The new Unabomber...

The Unabomber in Washington
by Butler Shaffer

When Ted Kaczynski – otherwise known as the "Unabomber" – was finally captured, he was living as a recluse in an isolated cabin in Montana. Over a seventeen-year period, he mailed bombs to a number of targets (e.g., universities, airlines) killing three persons and injuring a score of others. While he was quite open about the socio-politico motives for his violent acts, thoughtful minds wondered how an otherwise intelligent and well-educated man could reduce himself to such acts of utter desperation.

My thoughts on this question centered on the fact that this man had – during this time period – lived such a secluded life. I was reminded how so many serial killers are identified by neighbors as "loners," suggesting that those who choose to live apart from others might have anti-social tendencies. I continue to reject this idea, but do acknowledge that a prolonged isolation from others can generate a confused and conflict-ridden state of mind; that we need ongoing relationships and conversations with others to keep from talking ourselves into a state of insanity.

We are neither members of a single-minded collective, nor hermits living in isolation from one another. Each of us is a biologically and experientially unique individual who, at the same time, is a social being who requires living in society with others. Whether we can conduct ourselves so as to fully integrate these characteristics, is a question with which we continue to struggle.

From early childhood on, we have a need to converse, to negotiate, to get feedback from others, to ask questions of one another, in order to discover the nature and range of our actions. This does not mean that we need to have others tell us how to act: to so think is to abandon the responsibility for our own thinking. Ayn Rand’s works were an important catalyst for the development of my thinking; she raised all sorts of questions that energized my mind. But after a few years of such exploration, I ended up rejecting most of her thinking. But to get to that point, I had to listen to, consider, and analyze what she was saying as part of the process that brought me to where I am. I might add, that this is the same process small children engage in when they keep asking you "why?": they often want to hear what you tell them so they can compare and contrast what they have learned from others and their own experiences.

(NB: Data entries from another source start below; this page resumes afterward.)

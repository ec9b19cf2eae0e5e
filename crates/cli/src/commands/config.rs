use std::env;
use std::fs;
use std::path::{Path, PathBuf};

use toml::Value;
use tripdesk_core::config::{AppConfig, LoadOptions};

use crate::commands::{load_config, CommandResult};

/// One effective setting and the environment variable that can override it.
struct Field {
    key: &'static str,
    env_key: &'static str,
    value: String,
}

pub fn run(options: &LoadOptions) -> CommandResult {
    let config = match load_config("config", options) {
        Ok(config) => config,
        Err(result) => return result,
    };

    let config_file_path = detect_config_path(options.config_path.as_deref());
    let config_file_doc = load_config_file_doc(config_file_path.as_deref());

    let mut lines = vec!["effective config (source precedence: env > file > default):".to_string()];
    for field in fields(&config) {
        let source = field_source(
            field.key,
            field.env_key,
            config_file_doc.as_ref(),
            config_file_path.as_deref(),
        );
        lines.push(format!("- {} = {} (source: {source})", field.key, field.value));
    }

    CommandResult::report(lines.join("\n"))
}

fn fields(config: &AppConfig) -> Vec<Field> {
    let field =
        |key: &'static str, env_key: &'static str, value: String| Field { key, env_key, value };
    vec![
        field("database.url", "TRIPDESK_DATABASE_URL", redact_url(&config.database.url)),
        field(
            "database.max_connections",
            "TRIPDESK_DATABASE_MAX_CONNECTIONS",
            config.database.max_connections.to_string(),
        ),
        field(
            "database.timeout_secs",
            "TRIPDESK_DATABASE_TIMEOUT_SECS",
            config.database.timeout_secs.to_string(),
        ),
        field(
            "workflow.default_vendor_id",
            "TRIPDESK_WORKFLOW_DEFAULT_VENDOR_ID",
            config.workflow.default_vendor_id.clone().unwrap_or_else(|| "<unset>".to_string()),
        ),
        field(
            "workflow.invoice_payment_terms_days",
            "TRIPDESK_WORKFLOW_INVOICE_PAYMENT_TERMS_DAYS",
            config.workflow.invoice_payment_terms_days.to_string(),
        ),
        field(
            "workflow.notifications_enabled",
            "TRIPDESK_WORKFLOW_NOTIFICATIONS_ENABLED",
            config.workflow.notifications_enabled.to_string(),
        ),
        field("logging.level", "TRIPDESK_LOGGING_LEVEL", config.logging.level.clone()),
        field(
            "logging.format",
            "TRIPDESK_LOGGING_FORMAT",
            format!("{:?}", config.logging.format).to_ascii_lowercase(),
        ),
    ]
}

fn detect_config_path(explicit: Option<&Path>) -> Option<PathBuf> {
    if let Some(path) = explicit {
        return path.exists().then(|| path.to_path_buf());
    }

    [PathBuf::from("tripdesk.toml"), PathBuf::from("config/tripdesk.toml")]
        .into_iter()
        .find(|path| path.exists())
}

fn load_config_file_doc(path: Option<&Path>) -> Option<Value> {
    let path = path?;
    let raw = fs::read_to_string(path).ok()?;
    raw.parse::<Value>().ok()
}

fn field_source(
    key_path: &str,
    env_key: &str,
    config_file_doc: Option<&Value>,
    config_file_path: Option<&Path>,
) -> String {
    if env::var_os(env_key).is_some() {
        return format!("env ({env_key})");
    }

    if let Some(doc) = config_file_doc {
        if contains_path(doc, key_path) {
            let file_path = config_file_path
                .map(|path| path.display().to_string())
                .unwrap_or_else(|| "config file".to_string());
            return format!("file ({file_path})");
        }
    }

    "default".to_string()
}

fn contains_path(root: &Value, key_path: &str) -> bool {
    let mut current = root;
    for key in key_path.split('.') {
        let Some(next) = current.get(key) else {
            return false;
        };
        current = next;
    }
    true
}

/// Hides any credentials embedded in a connection URL.
fn redact_url(url: &str) -> String {
    match (url.split_once("://"), url.rfind('@')) {
        (Some((scheme, _)), Some(at)) => format!("{scheme}://***{}", &url[at..]),
        _ => url.to_string(),
    }
}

What if we didn’t use others – and they, us – as sounding boards for our understanding of the world? What if you or I went off to a cabin in the wilderness and tried to interpret the nature of our world, and create our plans of action without the benefit of conversing with others? Others may have experiences, insights, knowledge, questions, or strategies other than our own, whose exploration might greatly improve the quality of our own thinking.

In isolated circumstances, with whom could we talk in an effort to flesh out our own thinking? Is it not evident that, when we are alone, the only voice we hear is the echo of our own thinking? Is it not also clear that this voice will be in complete agreement with what our conscious mind has to say on any subject? How many of us have developed an inner critic whose words can match the power of an intelligent friend, family member, colleague, or even a stranger, who might respond to an idea by saying "you must be kidding"?

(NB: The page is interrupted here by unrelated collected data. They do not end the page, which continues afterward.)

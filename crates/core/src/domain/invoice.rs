use std::fmt;

use chrono::{DateTime, Duration, NaiveDate, Utc};
use rust_decimal::{Decimal, RoundingStrategy};
use serde::{Deserialize, Serialize};

use crate::domain::request::{Request, RequestDetails, RequestId};
use crate::errors::WorkflowError;

#[derive(Clone, Debug, PartialEq, Eq, Hash, PartialOrd, Ord, Serialize, Deserialize)]
pub struct InvoiceId(pub String);

impl fmt::Display for InvoiceId {
    fn fmt(&self, f: &mut fmt::Formatter<'_>) -> fmt::Result {
        write!(f, "{}", self.0)
    }
}

#[derive(Clone, Copy, Debug, PartialEq, Eq, Hash, Serialize, Deserialize)]
#[serde(rename_all = "SCREAMING_SNAKE_CASE")]
pub enum InvoiceStatus {
    Draft,
    Sent,
    Paid,
    Overdue,
    Cancelled,
}

impl InvoiceStatus {
    pub const ALL: [InvoiceStatus; 5] = [
        InvoiceStatus::Draft,
        InvoiceStatus::Sent,
        InvoiceStatus::Paid,
        InvoiceStatus::Overdue,
        InvoiceStatus::Cancelled,
    ];

    pub fn as_str(&self) -> &'static str {
        match self {
            Self::Draft => "DRAFT",
            Self::Sent => "SENT",
            Self::Paid => "PAID",
            Self::Overdue => "OVERDUE",
            Self::Cancelled => "CANCELLED",
        }
    }

    pub fn is_terminal(&self) -> bool {
        matches!(self, Self::Paid | Self::Cancelled)
    }

    pub fn is_outstanding(&self) -> bool {
        matches!(self, Self::Sent | Self::Overdue)
    }

    /// Line items stay editable until the invoice is settled or voided.
    pub fn allows_line_item_edits(&self) -> bool {
        matches!(self, Self::Draft | Self::Sent | Self::Overdue)
    }

    pub fn can_transition_to(&self, next: InvoiceStatus) -> bool {
        matches!(
            (self, next),
            (Self::Draft, Self::Sent)
                | (Self::Sent, Self::Paid)
                | (Self::Sent, Self::Overdue)
                | (Self::Overdue, Self::Paid)
                | (Self::Draft, Self::Cancelled)
                | (Self::Sent, Self::Cancelled)
                | (Self::Overdue, Self::Cancelled)
        )
    }
}

impl fmt::Display for InvoiceStatus {
    fn fmt(&self, f: &mut fmt::Formatter<'_>) -> fmt::Result {
        f.write_str(self.as_str())
    }
}

#[derive(Clone, Debug, PartialEq, Serialize, Deserialize)]
pub struct LineItem {
    pub id: u32,
    pub description: String,
    pub quantity: u32,
    pub unit_price: Decimal,
}

impl LineItem {
    pub fn new(id: u32, description: impl Into<String>, quantity: u32, unit_price: Decimal) -> Self {
        Self { id, description: description.into(), quantity, unit_price }
    }

    pub fn amount(&self) -> Result<Decimal, WorkflowError> {
        Decimal::from(self.quantity).checked_mul(self.unit_price).ok_or_else(out_of_range)
    }

    pub fn validate(&self) -> Result<(), WorkflowError> {
        if self.description.trim().is_empty() {
            return Err(WorkflowError::validation("line item description is required"));
        }
        if self.quantity == 0 {
            return Err(WorkflowError::validation("line item quantity must be positive"));
        }
        if self.unit_price <= Decimal::ZERO {
            return Err(WorkflowError::validation("line item unit price must be positive"));
        }
        Ok(())
    }
}

fn out_of_range() -> WorkflowError {
    WorkflowError::validation("invoice amount out of range")
}

pub const GST_RATE: Decimal = Decimal::from_parts(10, 0, 0, false, 2);

/// Rounds to cents, half away from zero.
pub fn round_currency(value: Decimal) -> Decimal {
    value.round_dp_with_strategy(2, RoundingStrategy::MidpointAwayFromZero)
}

#[derive(Clone, Copy, Debug, PartialEq, Eq, Serialize, Deserialize)]
pub struct InvoiceTotals {
    pub subtotal: Decimal,
    pub gst: Decimal,
    pub total: Decimal,
}

impl InvoiceTotals {
    /// Fails instead of overflowing when the amounts exceed `Decimal`.
    pub fn compute(line_items: &[LineItem]) -> Result<Self, WorkflowError> {
        let mut subtotal = Decimal::ZERO;
        for item in line_items {
            subtotal = subtotal.checked_add(item.amount()?).ok_or_else(out_of_range)?;
        }
        let subtotal = round_currency(subtotal);
        let gst = round_currency(subtotal.checked_mul(GST_RATE).ok_or_else(out_of_range)?);
        let total = subtotal.checked_add(gst).ok_or_else(out_of_range)?;
        Ok(Self { subtotal, gst, total })
    }
}

#[derive(Clone, Debug, PartialEq, Serialize, Deserialize)]
pub struct Invoice {
    pub id: InvoiceId,
    pub request_id: RequestId,
    #[serde(default)]
    pub request_title: String,
    pub status: InvoiceStatus,
    pub vendor: String,
    #[serde(default)]
    pub vendor_email: String,
    line_items: Vec<LineItem>,
    subtotal: Decimal,
    gst: Decimal,
    total: Decimal,
    pub issue_date: NaiveDate,
    pub due_date: NaiveDate,
    #[serde(default)]
    pub notes: String,
    pub created_by: String,
    pub created_at: DateTime<Utc>,
    #[serde(default)]
    pub version: u64,
}

/// Fields needed to open a new invoice; totals are derived.
#[derive(Clone, Debug, PartialEq, Serialize, Deserialize)]
pub struct InvoiceDraft {
    pub request_id: RequestId,
    #[serde(default)]
    pub request_title: String,
    pub vendor: String,
    #[serde(default)]
    pub vendor_email: String,
    pub line_items: Vec<LineItem>,
    pub issue_date: NaiveDate,
    pub due_date: NaiveDate,
    #[serde(default)]
    pub notes: String,
}

impl InvoiceDraft {
    pub fn validate(&self) -> Result<(), WorkflowError> {
        if self.vendor.trim().is_empty() {
            return Err(WorkflowError::validation("invoice vendor is required"));
        }
        if self.line_items.is_empty() {
            return Err(WorkflowError::validation("invoice needs at least one line item"));
        }
        if self.due_date < self.issue_date {
            return Err(WorkflowError::validation("due date must not precede issue date"));
        }
        self.line_items.iter().try_for_each(LineItem::validate)
    }

    /// Derives billable lines from the request estimate.
    pub fn from_request(request: &Request, issue_date: NaiveDate, payment_terms_days: u32) -> Self {
        let line_items = match &request.details {
            RequestDetails::Travel(travel) => {
                let estimate = request.estimate;
                vec![
                    LineItem::new(
                        1,
                        format!("Flights - {} to {}", travel.origin, travel.destination),
                        1,
                        round_currency(estimate * Decimal::new(50, 2)),
                    ),
                    LineItem::new(
                        2,
                        format!("Accommodation - {}", travel.destination),
                        1,
                        round_currency(estimate * Decimal::new(35, 2)),
                    ),
                    LineItem::new(
                        3,
                        "Ground transfers".to_string(),
                        1,
                        round_currency(estimate * Decimal::new(15, 2)),
                    ),
                ]
            }
            RequestDetails::Catering(catering) => {
                let attendees = catering.attendees.max(1);
                vec![
                    LineItem::new(
                        1,
                        format!("Catering - {}", catering.location),
                        attendees,
                        round_currency(request.estimate / Decimal::from(attendees)),
                    ),
                    LineItem::new(2, "Setup and service".to_string(), 1, Decimal::new(50, 0)),
                ]
            }
        };

        Self {
            request_id: request.id.clone(),
            request_title: request.title.clone(),
            vendor: String::new(),
            vendor_email: String::new(),
            line_items,
            issue_date,
            due_date: issue_date + Duration::days(i64::from(payment_terms_days)),
            notes: String::new(),
        }
    }
}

The more I think of the processes of isolated thinking, the more I am convinced that such a restricted mindset precisely describes life in Washington, D.C. With the Beltway helping to isolate this city from the rest of the country – or world – the practitioners of a realpolitik fashioned from shared basic premises can talk to one another with the same self-assurance attending the inner conversation every neurotic conducts within himself. Who is to disagree? Where is there to be heard a discouraging word? Oh, sure, a Ron Paul or Dennis Kucinich, or one or another dissenting voice, may try to disrupt the dominant single-mindedness of purpose. Even the resident of a remote shack in Montana must have heard occasional words of peace and reason during his stay.

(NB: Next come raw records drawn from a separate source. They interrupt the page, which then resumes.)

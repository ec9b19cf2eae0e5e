use std::fmt;

use rust_decimal::Decimal;
use serde::{Deserialize, Serialize};

use crate::domain::document::DocumentUpload;
use crate::domain::request::RequestStatus;
use crate::domain::user::UserId;
use crate::rbac::Permission;

#[derive(Clone, Copy, Debug, PartialEq, Eq, Hash, Serialize, Deserialize)]
#[serde(rename_all = "snake_case")]
pub enum RequestAction {
    Triage,
    SendForApproval,
    RequestInfo,
    Approve,
    Reject,
    StartQuoting,
    AddQuote,
    SendOptions,
    SelectOption,
    ConfirmBooking,
    UploadItinerary,
    UploadInvoice,
    ForwardToFinance,
    Reconcile,
    Close,
    Cancel,
    AddNote,
    Edit,
    UploadDocument,
}

impl RequestAction {
    pub fn as_str(&self) -> &'static str {
        match self {
            Self::Triage => "triage",
            Self::SendForApproval => "send_for_approval",
            Self::RequestInfo => "request_info",
            Self::Approve => "approve",
            Self::Reject => "reject",
            Self::StartQuoting => "start_quoting",
            Self::AddQuote => "add_quote",
            Self::SendOptions => "send_options",
            Self::SelectOption => "select_option",
            Self::ConfirmBooking => "confirm_booking",
            Self::UploadItinerary => "upload_itinerary",
            Self::UploadInvoice => "upload_invoice",
            Self::ForwardToFinance => "forward_to_finance",
            Self::Reconcile => "reconcile",
            Self::Close => "close",
            Self::Cancel => "cancel",
            Self::AddNote => "add_note",
            Self::Edit => "edit",
            Self::UploadDocument => "upload_document",
        }
    }
}

impl fmt::Display for RequestAction {
    fn fmt(&self, f: &mut fmt::Formatter<'_>) -> fmt::Result {
        f.write_str(self.as_str())
    }
}

/// Who may fire a table row.
#[derive(Clone, Copy, Debug, PartialEq, Eq)]
pub enum ActorRule {
    Holds(Permission),
    /// The request's own requester, holding the permission.
    Requester(Permission),
}

#[derive(Clone, Copy, Debug, PartialEq, Eq)]
pub struct TransitionRule {
    pub from: RequestStatus,
    pub action: RequestAction,
    /// `None` for actions that leave the status where it is.
    pub to: Option<RequestStatus>,
    pub actor: ActorRule,
}

/// An action together with the payload it needs.
#[derive(Clone, Debug, PartialEq)]
pub enum RequestCommand {
    Triage,
    SendForApproval,
    RequestInfo { content: String },
    Approve,
    Reject { reason: Option<String> },
    StartQuoting { vendor_id: Option<UserId> },
    AddQuote { vendor: String, description: String, amount: Decimal },
    SendOptions,
    SelectOption { option_id: u32 },
    ConfirmBooking,
    UploadItinerary(DocumentUpload),
    UploadInvoice(DocumentUpload),
    Reconcile,
    Close,
    Cancel { reason: Option<String> },
    AddNote { content: String },
}

impl RequestCommand {
    pub fn action(&self) -> RequestAction {
        match self {
            Self::Triage => RequestAction::Triage,
            Self::SendForApproval => RequestAction::SendForApproval,
            Self::RequestInfo { .. } => RequestAction::RequestInfo,
            Self::Approve => RequestAction::Approve,
            Self::Reject { .. } => RequestAction::Reject,
            Self::StartQuoting { .. } => RequestAction::StartQuoting,
            Self::AddQuote { .. } => RequestAction::AddQuote,
            Self::SendOptions => RequestAction::SendOptions,
            Self::SelectOption { .. } => RequestAction::SelectOption,
            Self::ConfirmBooking => RequestAction::ConfirmBooking,
            Self::UploadItinerary(_) => RequestAction::UploadItinerary,
            Self::UploadInvoice(_) => RequestAction::UploadInvoice,
            Self::Reconcile => RequestAction::Reconcile,
            Self::Close => RequestAction::Close,
            Self::Cancel { .. } => RequestAction::Cancel,
            Self::AddNote { .. } => RequestAction::AddNote,
        }
    }

    pub fn upload(&self) -> Option<&DocumentUpload> {
        match self {
            Self::UploadItinerary(upload) | Self::UploadInvoice(upload) => Some(upload),
            _ => None,
        }
    }
}

#[derive(Clone, Debug, PartialEq, Eq, Serialize, Deserialize)]
pub struct TransitionOutcome {
    pub from: RequestStatus,
    pub to: RequestStatus,
    pub action: RequestAction,
}

impl TransitionOutcome {
    pub fn status_changed(&self) -> bool {
        self.from != self.to
    }
}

What passes for debate in Washington sounds more like Lilliputians arguing over which end of a boiled egg to be opened than it does a morally principled or analytically sound inquiry preceding governmental action. Nor do establishment news flacks – whether of electronic or ink persuasion – exhibit any disposition to raise questions that would appeal to intelligent minds. Never has the metaphor of rearranging deck chairs on the Titanic been more apropos.

I am tempted, as I write this, to engage in my habit of making a play on words; to refer to the current president as the "Unaobomba." A few readers might regard it as clever or cute to do so, but the characterization would be unjustified. Barack Obama didn’t invent this game. He is but the heir to policies and practices passed on to him by George W. Bush who, in turn, was the devisee of his predecessors. Obama did inherit the keys to the arsenal, and it is he who will be responsible for how he employs what has been left to him. But it is the system – carefully put together and controlled by the corporate-state establishment – to whom the "Unabomber" label justly applies. It is the system owners who put the Stepford servomechanisms in seats of apparent authority to have the system run to their liking.

While a handful of dissenters will occasionally fall through the cracks, those who aspire to exercise political power on behalf of the system owners will be carefully screened to eliminate from voter consideration any man or woman of truly independent persuasion. A candidate’s race, ethnicity, gender, religion, or other group identity, will become the diversion that keeps the system attuned to the owners’ interests. Thus, John Kennedy’s candidacy was important for the purpose of electing a Catholic president; Barack Obama in order to have the first black president; while Hillary Clinton’s campaign stressed the importance of having a woman president. As long as the candidates were in agreement on the primacy of government operating of, by, and for its corporate-state owners, peripheral matters served as the lagniappe to keep Boobus Americanus content with asking these and such other irrelevant questions as whether increases in the federal budget should be reduced by 1% or 1.5%!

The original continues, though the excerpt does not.